• _Description of the task_
All that is wanted is an exact copy of the line containing "pub use exchange::*;" and the lines after it, through the end of the records.

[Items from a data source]
-- Opening Marker --
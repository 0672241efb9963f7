use std::sync::Arc;

use anyhow::{Context, Result};
use engine_core::{funding_account_for_mint, ExchangeClient, MarketHandle, TokenAccount};
use solana_sdk::pubkey::Pubkey;
use tracing::debug;

/// Spendable amount of the token being converted: settled wallet balance plus funds
/// left free in the owner's open-orders accounts.
pub struct BalanceAggregator<E: ExchangeClient + 'static> {
    exchange: Arc<E>,
}

impl<E: ExchangeClient + 'static> BalanceAggregator<E> {
    pub fn new(exchange: Arc<E>) -> Self {
        Self { exchange }
    }

    /// `Ok(None)` when the owner holds no token account for the side's mint. Only accounts
    /// that can fund an order count, so the native lamport entry is left out.
    pub async fn compute(
        &self,
        market: &MarketHandle,
        from_token: &str,
        owner: &Pubkey,
        accounts: &[TokenAccount],
    ) -> Result<Option<f64>> {
        let base = market.is_base_token(from_token);
        let mint = if base {
            &market.base_mint
        } else {
            &market.quote_mint
        };
        let Some(account) = funding_account_for_mint(accounts, mint, owner) else {
            debug!(target: "convert", market = %market.name(), %mint, "no token account for mint");
            return Ok(None);
        };
        let locked = self
            .exchange
            .open_orders_balance(market, owner, base)
            .await
            .context("open orders balance")?;
        Ok(Some(locked + account.ui_amount()))
    }
}

#[cfg(test)]
mod tests {
    use super::*;
    use crate::testkit::{handle, token_account, MockExchange};

    #[tokio::test]
    async fn adds_open_orders_funds_to_settled_balance() {
        let m = handle("SOL/USDC");
        let exchange = Arc::new(MockExchange::default());
        *exchange.oo_balance.lock() = 0.5;
        let agg = BalanceAggregator::new(exchange);
        let accounts = vec![
            token_account(m.base_mint, 2_000_000_000, 9),
            token_account(m.quote_mint, 7_250_000, 6),
        ];
        let owner = Pubkey::new_unique();
        let sol = agg.compute(&m, "SOL", &owner, &accounts).await.unwrap();
        assert_eq!(sol, Some(2.5));
        let usdc = agg.compute(&m, "USDC", &owner, &accounts).await.unwrap();
        assert_eq!(usdc, Some(7.75));
    }

    #[tokio::test]
    async fn missing_token_account_leaves_balance_undefined() {
        let m = handle("SOL/USDC");
        let agg = BalanceAggregator::new(Arc::new(MockExchange::default()));
        let accounts = vec![token_account(m.quote_mint, 1, 6)];
        let got = agg
            .compute(&m, "SOL", &Pubkey::new_unique(), &accounts)
            .await
            .unwrap();
        assert_eq!(got, None);
    }

    #[tokio::test]
    async fn native_sol_is_not_spendable_balance() {
        let m = handle("SOL/USDC");
        let owner = Pubkey::new_unique();
        let agg = BalanceAggregator::new(Arc::new(MockExchange::default()));
        let native = TokenAccount {
            pubkey: owner,
            effective_mint: m.base_mint,
            amount: 5_000_000_000,
            decimals: 9,
        };
        let got = agg.compute(&m, "SOL", &owner, &[native.clone()]).await.unwrap();
        assert_eq!(got, None);

        let accounts = vec![native, token_account(m.base_mint, 1_000_000_000, 9)];
        let got = agg.compute(&m, "SOL", &owner, &accounts).await.unwrap();
        assert_eq!(got, Some(1.0));
    }
}
use anyhow::Result;
use app::{cli::Cli, commands};
use clap::Parser;
use tracing_subscriber::EnvFilter;

#[tokio::main]
async fn main() -> Result<()> {
    tracing_subscriber::fmt()
        .with_env_filter(EnvFilter::try_from_default_env().unwrap_or_else(|_| EnvFilter::new("info")))
        .with_writer(std::io::stderr)
        .init();

    let cli = Cli::parse();
    commands::run(cli).await
}
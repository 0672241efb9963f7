pub mod balance;
pub mod composer;
pub mod config;
pub mod exchange;
pub mod notify;
pub mod order_list;
pub mod resolver;
pub mod rpc_pool;
pub mod serum;
pub mod session;
pub mod wallet;

#[cfg(test)]
pub(crate) mod testkit;

pub use balance::*;
pub use composer::*;
pub use config::*;
pub use exchange::*;
pub use notify::*;
pub use order_list::*;
pub use resolver::*;
pub use rpc_pool::*;
pub use session::*;
pub use wallet::*;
-- Closing Marker --
• _Output for this exercise_
pub use exchange::*;
pub use notify::*;
pub use order_list::*;
pub use resolver::*;
pub use rpc_pool::*;
pub use session::*;
pub use wallet::*;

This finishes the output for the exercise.